The field day commenced at Multinail with excellent presentations from the Software, Stamping, Machinery and IT Divisions giving insight into the benefits their Cornerstone Project software and soon to be launched Augmented Technology app delivers the Truss and Frame industry.
“Getting to trial the app and see what it was like to walk through a design was impressive and it was easy to see how beneficial it will be for building professionals,” Casey Holmes, Office Manager QLD, Dindas
“Touring the innovative manufacturing facility was noisy, but incredibly interesting to see the skill and expertise of each department and that there are women in all departments,” said Casey.
One thing that nearly all of the tour attendees was particularly impressed with was the length of service of many employees at both the Multinail and Hurfords sites.
“In a world where we hear of people constantly changing jobs and having a myriad of careers, it was a pleasure to meet the numerous long-term and multi-generational staff at Multinail & Hurfords Staplyton sites. This long term commitment is testament to the care and value both family-owned businesses place in their staff’s well being,” said Alicia Oelkers, TABMA QLD General Manager.
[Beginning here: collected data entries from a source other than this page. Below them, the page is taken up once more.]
#[cfg(test)]
mod tests {
    use super::*;
    use crate::ports::FederatedCredential;
    use secrecy::SecretString;

    struct StaticCredentialSource;

    #[async_trait]
    impl FederatedTokenSource for StaticCredentialSource {
        async fn acquire(&self) -> Result<FederatedCredential, AuthError> {
            Ok(FederatedCredential {
                provider_id: "google.com".to_string(),
                id_token: SecretString::new("oauth-id-token".to_string()),
                request_uri: "https://app.example.com/auth".to_string(),
            })
        }
    }

    fn test_config() -> IdentityConfig {
        IdentityConfig {
            endpoint: "https://identity.example.com/".to_string(),
            api_key: SecretString::new("test-key".to_string()),
            stored_id_token: None,
            request_timeout_secs: 10,
        }
    }

    fn test_provider() -> HttpIdentityProvider {
        HttpIdentityProvider::new(test_config(), Arc::new(StaticCredentialSource))
    }

    #[test]
    fn endpoint_trims_trailing_slash() {
        let provider = test_provider();
        assert_eq!(
            provider.endpoint("signUp"),
            "https://identity.example.com/v1/accounts:signUp?key=test-key"
        );
    }

    #[test]
    fn maps_known_provider_codes() {
        assert!(matches!(map_provider_code("EMAIL_EXISTS"), AuthError::AccountExists));
        assert!(matches!(
            map_provider_code("EMAIL_NOT_FOUND"),
            AuthError::AccountNotFound
        ));
        assert!(matches!(
            map_provider_code("INVALID_PASSWORD"),
            AuthError::InvalidCredentials
        ));
        assert!(matches!(
            map_provider_code("INVALID_LOGIN_CREDENTIALS"),
            AuthError::InvalidCredentials
        ));
        assert!(matches!(
            map_provider_code("WEAK_PASSWORD : Password should be at least 6 characters"),
            AuthError::InvalidCredentials
        ));
        assert!(matches!(
            map_provider_code("TOKEN_EXPIRED"),
            AuthError::NotAuthenticated
        ));
    }

    #[test]
    fn unknown_provider_code_becomes_network_error() {
        let err = map_provider_code("QUOTA_EXCEEDED");
        assert!(err.is_transient());
    }

    #[test]
    fn unparseable_error_body_becomes_network_error() {
        let err = map_error_body(502, "<html>bad gateway</html>");
        assert!(err.is_transient());
    }

    #[test]
    fn error_body_with_code_is_mapped() {
        let body = r#"{"error":{"code":400,"message":"EMAIL_EXISTS"}}"#;
        assert!(matches!(map_error_body(400, body), AuthError::AccountExists));
    }

    #[test]
    fn account_dto_parses_and_converts() {
        let json = r#"{
            "uid": "u-42",
            "email": "ada@example.com",
            "displayName": "Ada",
            "emailVerified": true,
            "createdAt": "2026-01-10T09:00:00Z",
            "lastSignInAt": "2026-08-01T12:30:00Z"
        }"#;
        let dto: AccountDto = serde_json::from_str(json).unwrap();
        let identity = dto.into_identity().unwrap();

        assert_eq!(identity.uid.as_str(), "u-42");
        assert_eq!(identity.display_name.as_deref(), Some("Ada"));
        assert!(identity.photo_url.is_none());
        assert!(identity.email_verified);
    }

    #[test]
    fn account_dto_with_empty_uid_is_rejected() {
        let json = r#"{
            "uid": "",
            "createdAt": "2026-01-10T09:00:00Z",
            "lastSignInAt": "2026-08-01T12:30:00Z"
        }"#;
        let dto: AccountDto = serde_json::from_str(json).unwrap();
        assert!(dto.into_identity().is_err());
    }

    #[tokio::test]
    async fn operations_without_session_fail_not_authenticated() {
        let provider = test_provider();
        let result = provider
            .update_profile(&ProfileUpdate::new().display_name("X"))
            .await;
        assert!(matches!(result, Err(AuthError::NotAuthenticated)));
    }

    #[tokio::test]
    async fn sign_out_without_session_resolves_signed_out() {
        let provider = test_provider();
        provider.sign_out().await.unwrap();
        assert_eq!(
            *provider.session_signal().borrow(),
            SessionSignal::Resolved(None)
        );
    }

    #[tokio::test]
    async fn restore_session_without_stored_token_resolves_signed_out() {
        let provider = test_provider();
        assert_eq!(*provider.session_signal().borrow(), SessionSignal::Initializing);

        provider.restore_session().await;
        assert_eq!(
            *provider.session_signal().borrow(),
            SessionSignal::Resolved(None)
        );
    }

    #[test]
    fn http_provider_is_send_sync() {
        fn assert_send_sync<T: Send + Sync>() {}
        assert_send_sync::<HttpIdentityProvider>();
    }

    #[tokio::test]
    #[ignore = "Requires a live identity toolkit deployment"]
    async fn integration_sign_in_round_trip() {
        // Set LEARNSPHERE__IDENTITY__ENDPOINT and LEARNSPHERE__IDENTITY__API_KEY
        // plus TEST_IDENTITY_EMAIL / TEST_IDENTITY_PASSWORD to run.
        let config = crate::config::AppConfig::load().expect("config");
        let _ = tracing_subscriber::fmt()
            .with_env_filter(tracing_subscriber::EnvFilter::new(&config.log_level))
            .try_init();
        let provider = HttpIdentityProvider::new(config.identity, Arc::new(StaticCredentialSource));

        let email = std::env::var("TEST_IDENTITY_EMAIL").expect("TEST_IDENTITY_EMAIL");
        let password =
            SecretString::new(std::env::var("TEST_IDENTITY_PASSWORD").expect("TEST_IDENTITY_PASSWORD"));

        let identity = provider.sign_in(&email, &password).await.expect("sign in");
        assert_eq!(identity.email, email);
        provider.sign_out().await.expect("sign out");
    }
}
//! Process-wide session state.
//!
//! A `Session` holds the cached identity (or none) and the initialization
//! flag. Fields are private: writes go through crate-internal mutators so
//! the session store remains the only writer.

use super::identity::Identity;

/// Current authentication state of the application.
///
/// # Invariant
///
/// `is_initializing` transitions exactly once, from true to false, and
/// never back. `identity` may flip between present and absent arbitrarily
/// many times, but only after initialization has resolved.
#[derive(Debug, Clone, PartialEq)]
pub struct Session {
    identity: Option<Identity>,
    is_initializing: bool,
}

impl Session {
    /// The state at application start: no identity, provider not yet heard
    /// from. Protected-route decisions must defer while in this state.
    pub fn initializing() -> Self {
        Self {
            identity: None,
            is_initializing: true,
        }
    }

    /// The cached identity, if signed in.
    pub fn identity(&self) -> Option<&Identity> {
        self.identity.as_ref()
    }

    /// True until the first provider notification has been applied.
    pub fn is_initializing(&self) -> bool {
        self.is_initializing
    }

    /// True if initialization has resolved and an identity is present.
    pub fn is_authenticated(&self) -> bool {
        !self.is_initializing && self.identity.is_some()
    }

    /// Applies an authoritative provider notification: replaces the
    /// identity and marks initialization resolved.
    pub(crate) fn resolve(&mut self, identity: Option<Identity>) {
        self.identity = identity;
        self.is_initializing = false;
    }

    /// Applies a local optimistic write from a mutation's own result.
    /// Does not touch the initialization flag.
    pub(crate) fn set_identity(&mut self, identity: Option<Identity>) {
        self.identity = identity;
    }

    /// Mutable access to the cached identity for in-place merges.
    pub(crate) fn identity_mut(&mut self) -> Option<&mut Identity> {
        self.identity.as_mut()
    }
}

impl Default for Session {
    fn default() -> Self {
        Self::initializing()
    }
}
“It was great to hear Jamie-Lee Davey, Production Supervisor, Stamping talk about how she started straight out of school, following her mother into the business,” said Alicia.
“Her comment that Multinail ‘allows me to be me’ was powerful,” she said.
After a very generous (and delicious) lunch provided by Multinail the Field Day moved onto the Hurfords site where the group were able to walk the yard, seeing timber drying in the open and kilns and the huge variety of species that Hurfords provided.
“The variety and volume of stock was amazing and incredible to learn how quickly it all turns over – the demand is there!”
Of particular interest was the process for making the Shou Sugi Ban architectural cladding. The process evenly chars the face of the board before it is cooled and finished to Hurford’s ‘Straight Charred’ effect.
Following the tour the group was honoured to have Hurfords co-founder and owner, Lexie Hurford talk about her experiences growing the company.
“She told how her career and business grew by getting out and about going to meetings, where more often than not she was the only woman,” said Clarissa Brandt.
“Lexie and the Hurford’s love for the industry is evident in the way she speaks, in the industry promotional material provided featuring her families Warrazambil Tree where their family are all involved in growing trees and the fact that she is out and about selling the timber industry ‘social acceptance’ message that we all should all be helping to spread amongst our local communities and social networks. Lexie is a great role model.”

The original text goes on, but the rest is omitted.